= Equiaxed crystal =

Equiaxed crystals are crystals that have spatial axes of approximately the same length. They tend to have higher strength and ductility than non-equiaxed crystals. The equiaxed grain structure increases the difficulty of crack propagation through the material, which increases the strength and fatigue resistance of the material.

Equiaxed grains can in some cases be an indication for recrystallization.

Equiaxed crystals can be achieved by heat treatment, namely annealing and normalizing. Certain materials can also be used to induce the preferential growth of equiaxed crystals, as opposed to columnar crystals, during the crystallisation process. For instance, niobium-based compounds were found to inhibit the growth of columnar crystals and promote the growth of equiaxed crystals in Al-10Si braze alloy. It is also found that the presence of nuclei for seeding can be helpful in achieving a more uniform grain structure.

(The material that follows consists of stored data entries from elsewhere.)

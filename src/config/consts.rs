/// Concurrency used by the level executor when neither the config nor the
/// platform provides a value
pub const DEFAULT_MAX_CONCURRENCY: usize = 4;
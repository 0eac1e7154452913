// Copyright (c) 2025 Steve Wagner (ciroque@live.com)
// SPDX-License-Identifier: MIT

use async_trait::async_trait;
use std::time::Instant;

use crate::engine::{compute_feature, ExecutionOutcome, Invocation};
use crate::errors::ExecutionError;
use crate::observability::messages::engine::{PlanExecutionCompleted, PlanExecutionStarted};
use crate::observability::messages::StructuredLog;
use crate::traits::executor::{ExecutionRequest, FeatureExecutor};

/// Computes the plan one feature at a time, in plan order, on the calling task.
///
/// This is the default executor. The plan order puts every dependency before
/// its dependents, so each feature finds its inputs already cached.
#[derive(Debug, Default, Clone, Copy)]
pub struct SequentialExecutor;

impl SequentialExecutor {
    pub fn new() -> Self {
        Self
    }
}

#[async_trait]
impl FeatureExecutor for SequentialExecutor {
    async fn execute(&self, request: ExecutionRequest) -> Result<ExecutionOutcome, ExecutionError> {
        let started = Instant::now();
        PlanExecutionStarted {
            strategy: self.strategy(),
            mode: request.mode.as_str(),
            feature_count: request.plan.len(),
            max_concurrency: 1,
        }
        .log();

        let mut invocation = Invocation::new(&request.plan, request.mode);

        for feature in request.plan.order() {
            let definition = request.registry.lookup(feature)?;
            let dependencies = invocation.begin(feature, definition.dependencies())?;
            let computed = compute_feature(
                definition,
                &request.dataset,
                &dependencies,
                request.mode,
                &request.fitted,
            )?;
            invocation.complete(feature, computed)?;
        }

        let outcome = invocation.finish()?;

        PlanExecutionCompleted {
            strategy: self.strategy(),
            mode: request.mode.as_str(),
            computed: outcome.columns.len(),
            fitted: outcome.learned.len(),
            duration: started.elapsed(),
        }
        .log();

        Ok(outcome)
    }

    fn strategy(&self) -> &'static str {
        "sequential"
    }
}
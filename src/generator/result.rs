// Copyright (c) 2025 Steve Wagner (ciroque@live.com)
// SPDX-License-Identifier: MIT

use serde::Serialize;

use crate::engine::Mode;
use crate::frame::{Column, Table};
use crate::generator::Tags;

/// Where a feature table came from.
#[derive(Debug, Clone, PartialEq, Serialize)]
pub struct Provenance {
    /// Name of the registry the features were resolved against
    pub registry: String,
    pub mode: Mode,
    pub tags: Tags,
    /// Every feature computed, in computation order
    pub resolved_order: Vec<String>,
    /// Stateful features that learned parameters during this invocation
    pub fitted: Vec<String>,
}

/// Output of a generator invocation: one column per requested feature, in
/// request order, indexed like the input dataset.
#[derive(Debug, Clone, PartialEq)]
pub struct FeatureTable {
    table: Table,
    provenance: Provenance,
}

impl FeatureTable {
    pub(crate) fn new(table: Table, provenance: Provenance) -> Self {
        Self { table, provenance }
    }

    pub fn table(&self) -> &Table {
        &self.table
    }

    pub fn provenance(&self) -> &Provenance {
        &self.provenance
    }

    pub fn column(&self, name: &str) -> Option<&Column> {
        self.table.get(name)
    }

    /// Drop the provenance and keep the table, e.g. to hand it to a model
    pub fn into_table(self) -> Table {
        self.table
    }
}
// Copyright (c) 2025 Steve Wagner (ciroque@live.com)
// SPDX-License-Identifier: MIT

mod loader;
pub mod consts;

pub use consts::DEFAULT_MAX_CONCURRENCY;
pub use loader::{load_and_validate_config, load_config, ExecutorOptions, GeneratorConfig, Strategy};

A concern in equiaxial growth in a pure metal is the existence of morphological instabilities, due to small surface perturbations causing the formation of dendrites that have preferred growth directions relative to their crystal structure. Refiners can be added to a solution to mitigate this issue. Additionally, the formation of non-dendritic equiaxed grains can be made possible using ultrasonic, magnetic or pulsed magnetic and electric current pulse techniques.